Cryptocurrencies are increasingly prominent among savings tools. Cryptocurrencies ranked 7th among investment vehicles in the first quarter of the year and rose to 4th place in the second quarter.
The second quarter 2021 results of the Savings Trends Survey, which tracks the savings trends of individuals aged 18 and over in urban settlements in Turkey, were announced. The savings rate of individuals in Turkey is well behind developing countries. The research shows that the cheap credit policy carried out under pandemic measures last year also started to fall again, with savings ownership increasing above 20% for the first time in many years.
THIS YEAR’S LIST
Accordingly, the savings ownership rate was 18.3% in the second quarter of 2021, up from 20.2% in the third quarter of 2020. The interest of individuals in cryptocurrencies as an investment tool in Turkey is also observed in the results of the research. Cryptocurrencies, which were included in the survey for the first time in the previous quarter, were the most high-risen savings tool with 5 points in the second quarter. Cryptocurrencies, which entered the list from 7th place with a rate of 5% in the first quarter, rose to 10% in the second quarter, while they took 4th place with the TL futures account.
“WE’RE NOT ENOUGH”
According to Turkey’s Savings Trends Survey conducted in collaboration with ING Turkey and Ipsos Research Company, the most preferred savings tool was private pension funds and under-pillow gold and cash with 21%, followed by in-system gold with 14%. Among the reasons for not being able to save, “lack of income to save” (80%) and “debts” (12%) were the two most important reasons, the study said. Individuals who respond to a lack of income emphasize that they experience a lack of income (72%) due to basic expenses. Among the reasons for saving, the element of investing in the future stands out with 50%.

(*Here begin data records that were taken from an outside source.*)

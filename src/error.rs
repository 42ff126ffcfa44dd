//! Custom error types for bindery

use crate::models::DocumentRef;
use thiserror::Error;

/// Main error type for bindery operations
#[derive(Error, Debug)]
pub enum Error {
    #[error("Configuration error: {0}")]
    Config(String),

    #[error("Database error: {0}")]
    Database(#[from] sqlx::Error),

    #[error("IO error: {0}")]
    Io(#[from] std::io::Error),

    #[error("JSON error: {0}")]
    Json(#[from] serde_json::Error),

    #[error("TOML parse error: {0}")]
    TomlParse(#[from] toml::de::Error),

    #[error("TOML serialize error: {0}")]
    TomlSerialize(#[from] toml::ser::Error),

    #[error("Not found: {0}")]
    NotFound(String),

    #[error("Ambiguous identifier '{name}': {} candidates", .candidates.len())]
    AmbiguousIdentifier {
        name: String,
        candidates: Vec<DocumentRef>,
    },

    #[error("Malformed input: {0}")]
    MalformedInput(String),

    #[error("Ingestion already in progress for document {0}")]
    IngestionConflict(i64),

    #[error("{0}")]
    Other(String),
}

/// Result type alias for bindery
pub type Result<T> = std::result::Result<T, Error>;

Children’s anxiety about the future comes to the fore
According to the study, savings ownership in individuals with children increased by 2 points compared to the first quarter of 2021 to 16%. Among those who saved, the proportion who saved “for their children” increased by 5 points to 25%. The “investing in the future of my children” criterion, which is the first of the reasons for saving for their children, increased by 4 points to 57% this quarter.